In Ector County ISD in Texas, ESSER Covid relief funds are allowing administrators to ramp up virtual tutoring and virtual teacher coaching for 2021-22. The district has not been able to hire enough in-person tutors or instructional coaches due to staffing shortages in the region, Superintendent Scott Muri says.
After a spring pilot program, the district has signed outcomes-based contracts with several virtual tutoring companies—which means the vendors will be paid based on the growth of students served, Muri says.
“The tutors were tied to outcomes,” he says, “This made everybody pay a bit more attention to ensuring overall success.”
English-language learners, economically disadvantaged students and students in special education will be prioritized for tutoring, which will be offered to students in kindergarten through 12th grade.
Students will visit school computer labs to work one-on-one with trained online tutors before, during or after the regular school day. The sessions, in fact, will run just like regular class periods in a “very structured environment,” Muri says.
Tutors will lesson plan with classroom teachers to align instruction, with a focus on catching students up in English language arts and math. Throughout the year, students, who will receive about 60 hours of tutoring, will take regular assessments so educators can closely track their progress.
Muri expects to spend several million dollars on the program, which will account for a “pretty significant amount” of its ESSER funding. The Texas legislature earlier this year decided it would no longer fund online learning.
Also in the virtual realm, Ector County administrators are building an extensive virtual coaching program for the district’s teachers.
Classrooms will be equipped with an iPad on a swivel that will track teachers as they move through their classrooms.
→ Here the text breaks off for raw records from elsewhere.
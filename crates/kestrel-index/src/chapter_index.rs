//! The open chapter index.
//!
//! While a chapter is being committed, its records are indexed by a
//! single-zone mutable delta index keyed by the chapter delta list and
//! address bits of each name, with the record page number as the payload.
//! The chapter writer then packs this index into the chapter's immutable
//! index pages.

use kestrel_common::{Geometry, KestrelError, RecordName, Result};
use kestrel_delta::{compute_delta_index_size, DeltaIndex};
use tracing::warn;

/// The in-memory index of a closing chapter.
pub struct OpenChapterIndex {
    geometry: Geometry,
    delta_index: DeltaIndex,
    virtual_chapter: u64,
}

impl OpenChapterIndex {
    /// Creates an empty open chapter index.
    pub fn new(geometry: Geometry) -> Result<Self> {
        let memory_size = compute_delta_index_size(
            geometry.records_per_chapter as u64,
            geometry.chapter_mean_delta,
            geometry.chapter_payload_bits,
        ) / 8
            * 2;
        let delta_index = DeltaIndex::new(
            1,
            geometry.chapter_delta_lists(),
            geometry.chapter_mean_delta,
            geometry.chapter_payload_bits,
            memory_size,
            b'c',
        )?;
        Ok(Self {
            geometry,
            delta_index,
            virtual_chapter: 0,
        })
    }

    /// Empties the index for a new chapter.
    pub fn empty(&mut self, virtual_chapter: u64) {
        self.delta_index.reset();
        self.virtual_chapter = virtual_chapter;
    }

    /// The chapter currently being indexed.
    pub fn virtual_chapter(&self) -> u64 {
        self.virtual_chapter
    }

    /// The underlying delta index, for page packing.
    pub fn delta_index(&self) -> &DeltaIndex {
        &self.delta_index
    }

    /// Returns the bytes of memory this index occupies.
    pub fn memory_allocated(&self) -> u64 {
        self.delta_index.stats().memory_allocated
    }

    /// Indexes one record: name to record page number. An overflowing
    /// delta list drops the entry; the record itself is still on its
    /// page, just not findable through this chapter's index.
    pub fn put(&mut self, name: &RecordName, record_page: u32) -> Result<()> {
        let list = name.chapter_delta_list(&self.geometry);
        let address = name.chapter_delta_address(&self.geometry);

        let mut entry = self.delta_index.get_entry(list, address, Some(name))?;
        let collision = !entry.at_end && entry.key == address;
        match self
            .delta_index
            .put_entry(&mut entry, address, record_page, collision.then_some(name))
        {
            Ok(()) => Ok(()),
            Err(KestrelError::Overflow) => {
                warn!(
                    "chapter {} delta list {} overflowed; entry dropped",
                    self.virtual_chapter, list
                );
                Ok(())
            }
            Err(e) => Err(e),
        }
    }

    /// Searches for a name, returning its record page number.
    pub fn search(&mut self, name: &RecordName) -> Result<Option<u32>> {
        let list = name.chapter_delta_list(&self.geometry);
        let address = name.chapter_delta_address(&self.geometry);
        let entry = self.delta_index.get_entry(list, address, Some(name))?;
        if entry.at_end || entry.key != address {
            return Ok(None);
        }
        Ok(Some(self.delta_index.entry_value(&entry)))
    }
}

#[cfg(test)]
mod tests {
    use super::*;
    use rand::rngs::StdRng;
    use rand::{Rng, SeedableRng};

    fn random_names(count: usize, seed: u64) -> Vec<RecordName> {
        let mut rng = StdRng::seed_from_u64(seed);
        (0..count)
            .map(|_| {
                let mut bytes = [0u8; 32];
                rng.fill(&mut bytes);
                RecordName(bytes)
            })
            .collect()
    }

    #[test]
    fn test_index_full_chapter() {
        let geometry = Geometry::small_test();
        let mut index = OpenChapterIndex::new(geometry).unwrap();
        index.empty(5);
        assert_eq!(index.virtual_chapter(), 5);

        let names = random_names(geometry.records_per_chapter as usize, 17);
        for (i, name) in names.iter().enumerate() {
            let page = i as u32 / geometry.records_per_page;
            index.put(name, page).unwrap();
        }

        for (i, name) in names.iter().enumerate() {
            let page = i as u32 / geometry.records_per_page;
            assert_eq!(index.search(name).unwrap(), Some(page), "record {}", i);
        }
    }

    #[test]
    fn test_absent_name() {
        let geometry = Geometry::small_test();
        let mut index = OpenChapterIndex::new(geometry).unwrap();
        index.empty(0);
        for name in random_names(20, 3) {
            index.put(&name, 0).unwrap();
        }
        let absent = random_names(1, 999)[0];
        assert_eq!(index.search(&absent).unwrap(), None);
    }

    #[test]
    fn test_empty_resets() {
        let geometry = Geometry::small_test();
        let mut index = OpenChapterIndex::new(geometry).unwrap();
        index.empty(0);
        let names = random_names(10, 5);
        for name in &names {
            index.put(name, 1).unwrap();
        }

        index.empty(1);
        assert_eq!(index.virtual_chapter(), 1);
        for name in &names {
            assert_eq!(index.search(name).unwrap(), None);
        }
    }
}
Teachers will wear mikes and an earpiece, so they can get real-time feedback from coaches elsewhere in the country.
The district also piloted virtual coaching last school year with its own staff, when Covid protocols restricted the number of adults who could be in a classroom at any one time, Muri says.
A key to working with external coaches will be providing time for them to build relationships with Ector County’s teachers, he adds.
“One thing we already knew as educators is when you have a healthy relationship, it’s easier to receive feedback,” Muri says. “We want to ensure coaches and teachers develop relationships before any coaching begins.”